*EXERCISE*
Your reply should be one number, which is how many lines in the listing below contain "entries".
_____
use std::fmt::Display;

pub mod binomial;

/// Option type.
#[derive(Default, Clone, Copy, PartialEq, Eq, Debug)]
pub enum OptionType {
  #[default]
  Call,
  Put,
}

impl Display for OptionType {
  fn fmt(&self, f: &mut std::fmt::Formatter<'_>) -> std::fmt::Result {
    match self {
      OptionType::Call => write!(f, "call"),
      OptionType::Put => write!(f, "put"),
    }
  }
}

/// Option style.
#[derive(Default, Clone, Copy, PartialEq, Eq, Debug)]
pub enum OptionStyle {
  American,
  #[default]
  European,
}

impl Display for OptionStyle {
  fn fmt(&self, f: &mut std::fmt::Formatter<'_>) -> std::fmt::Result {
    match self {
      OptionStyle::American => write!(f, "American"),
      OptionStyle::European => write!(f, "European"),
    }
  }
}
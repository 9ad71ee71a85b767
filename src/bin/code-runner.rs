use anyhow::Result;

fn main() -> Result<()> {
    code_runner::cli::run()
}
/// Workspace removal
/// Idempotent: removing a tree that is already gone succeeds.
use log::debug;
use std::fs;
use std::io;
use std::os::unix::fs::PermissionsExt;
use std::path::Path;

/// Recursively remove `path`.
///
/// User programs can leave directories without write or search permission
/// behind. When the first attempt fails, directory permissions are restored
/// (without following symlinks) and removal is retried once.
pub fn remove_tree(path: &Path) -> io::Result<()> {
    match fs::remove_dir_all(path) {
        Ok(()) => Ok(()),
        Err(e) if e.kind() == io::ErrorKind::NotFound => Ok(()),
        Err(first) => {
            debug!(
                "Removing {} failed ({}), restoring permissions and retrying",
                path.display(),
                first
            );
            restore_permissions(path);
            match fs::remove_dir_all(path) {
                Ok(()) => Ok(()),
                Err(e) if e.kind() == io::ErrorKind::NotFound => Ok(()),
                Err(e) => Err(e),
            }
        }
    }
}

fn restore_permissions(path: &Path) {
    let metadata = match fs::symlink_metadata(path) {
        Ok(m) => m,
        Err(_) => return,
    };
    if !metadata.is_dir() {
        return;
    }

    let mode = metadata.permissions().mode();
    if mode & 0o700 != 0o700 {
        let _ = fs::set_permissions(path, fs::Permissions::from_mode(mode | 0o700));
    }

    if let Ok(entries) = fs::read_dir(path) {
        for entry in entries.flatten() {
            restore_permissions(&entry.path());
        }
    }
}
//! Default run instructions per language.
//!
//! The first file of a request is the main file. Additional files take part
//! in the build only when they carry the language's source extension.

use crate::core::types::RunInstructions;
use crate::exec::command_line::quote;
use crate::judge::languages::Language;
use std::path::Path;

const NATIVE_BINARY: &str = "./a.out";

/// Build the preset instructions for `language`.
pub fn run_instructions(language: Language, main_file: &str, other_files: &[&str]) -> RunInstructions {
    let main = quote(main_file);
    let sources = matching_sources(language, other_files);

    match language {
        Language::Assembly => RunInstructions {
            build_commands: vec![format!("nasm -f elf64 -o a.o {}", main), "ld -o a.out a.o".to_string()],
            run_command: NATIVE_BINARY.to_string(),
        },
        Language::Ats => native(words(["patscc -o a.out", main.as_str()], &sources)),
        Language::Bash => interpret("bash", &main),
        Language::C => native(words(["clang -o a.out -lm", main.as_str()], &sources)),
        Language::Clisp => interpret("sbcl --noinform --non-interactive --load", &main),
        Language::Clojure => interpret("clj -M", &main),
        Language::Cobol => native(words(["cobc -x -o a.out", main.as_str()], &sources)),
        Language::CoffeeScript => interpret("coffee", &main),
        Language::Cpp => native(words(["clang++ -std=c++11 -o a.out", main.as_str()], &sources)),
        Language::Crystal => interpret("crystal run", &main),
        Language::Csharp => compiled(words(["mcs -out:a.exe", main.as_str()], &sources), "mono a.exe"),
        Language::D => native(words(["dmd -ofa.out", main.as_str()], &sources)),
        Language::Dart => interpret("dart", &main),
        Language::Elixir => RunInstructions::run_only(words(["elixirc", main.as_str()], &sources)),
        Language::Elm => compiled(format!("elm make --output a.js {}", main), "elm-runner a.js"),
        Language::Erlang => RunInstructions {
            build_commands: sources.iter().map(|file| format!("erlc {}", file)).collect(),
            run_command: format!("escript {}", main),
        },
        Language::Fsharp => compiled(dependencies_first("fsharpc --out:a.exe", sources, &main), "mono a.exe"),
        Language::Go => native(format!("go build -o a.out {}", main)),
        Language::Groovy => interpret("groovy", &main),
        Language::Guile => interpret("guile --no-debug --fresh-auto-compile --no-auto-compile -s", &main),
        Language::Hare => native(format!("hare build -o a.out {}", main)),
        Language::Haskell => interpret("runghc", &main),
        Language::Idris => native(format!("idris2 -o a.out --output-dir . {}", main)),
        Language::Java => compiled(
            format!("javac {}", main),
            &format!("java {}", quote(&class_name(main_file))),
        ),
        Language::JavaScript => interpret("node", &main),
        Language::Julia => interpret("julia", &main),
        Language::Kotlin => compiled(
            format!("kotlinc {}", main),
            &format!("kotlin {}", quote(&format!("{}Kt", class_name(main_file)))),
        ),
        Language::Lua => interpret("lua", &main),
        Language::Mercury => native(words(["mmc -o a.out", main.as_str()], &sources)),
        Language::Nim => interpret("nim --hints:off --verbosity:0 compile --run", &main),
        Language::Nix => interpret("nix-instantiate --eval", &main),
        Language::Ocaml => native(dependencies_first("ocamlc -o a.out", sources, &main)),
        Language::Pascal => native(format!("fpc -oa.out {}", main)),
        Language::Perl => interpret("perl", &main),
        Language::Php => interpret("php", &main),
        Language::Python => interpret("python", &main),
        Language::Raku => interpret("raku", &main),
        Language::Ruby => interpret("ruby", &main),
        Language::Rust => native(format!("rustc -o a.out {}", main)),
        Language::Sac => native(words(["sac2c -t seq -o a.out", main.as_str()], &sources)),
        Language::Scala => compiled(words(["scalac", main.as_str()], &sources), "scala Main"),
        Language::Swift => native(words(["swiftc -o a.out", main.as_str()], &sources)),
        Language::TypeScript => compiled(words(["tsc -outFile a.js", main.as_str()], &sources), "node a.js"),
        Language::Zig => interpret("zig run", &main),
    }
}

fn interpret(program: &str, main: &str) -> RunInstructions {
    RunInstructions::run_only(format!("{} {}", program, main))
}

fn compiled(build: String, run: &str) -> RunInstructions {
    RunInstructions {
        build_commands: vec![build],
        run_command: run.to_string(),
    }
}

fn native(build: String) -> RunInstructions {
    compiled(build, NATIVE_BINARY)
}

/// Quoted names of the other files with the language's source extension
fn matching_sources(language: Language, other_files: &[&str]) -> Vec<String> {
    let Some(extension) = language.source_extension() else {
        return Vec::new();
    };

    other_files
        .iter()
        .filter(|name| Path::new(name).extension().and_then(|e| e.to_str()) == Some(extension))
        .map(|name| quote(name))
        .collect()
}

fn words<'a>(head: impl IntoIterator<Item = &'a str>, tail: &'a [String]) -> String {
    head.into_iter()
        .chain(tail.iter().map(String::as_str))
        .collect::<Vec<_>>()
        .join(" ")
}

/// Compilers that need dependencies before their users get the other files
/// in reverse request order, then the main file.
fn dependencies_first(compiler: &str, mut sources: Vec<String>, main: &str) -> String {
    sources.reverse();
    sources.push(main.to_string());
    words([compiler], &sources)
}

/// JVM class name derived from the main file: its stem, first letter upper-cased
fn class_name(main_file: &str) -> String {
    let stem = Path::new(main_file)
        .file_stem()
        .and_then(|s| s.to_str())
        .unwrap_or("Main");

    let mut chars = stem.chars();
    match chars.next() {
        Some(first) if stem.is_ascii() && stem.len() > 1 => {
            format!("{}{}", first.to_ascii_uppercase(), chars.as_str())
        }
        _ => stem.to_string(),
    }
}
_____
*SOLUTION FOR THIS EXERCISE*
2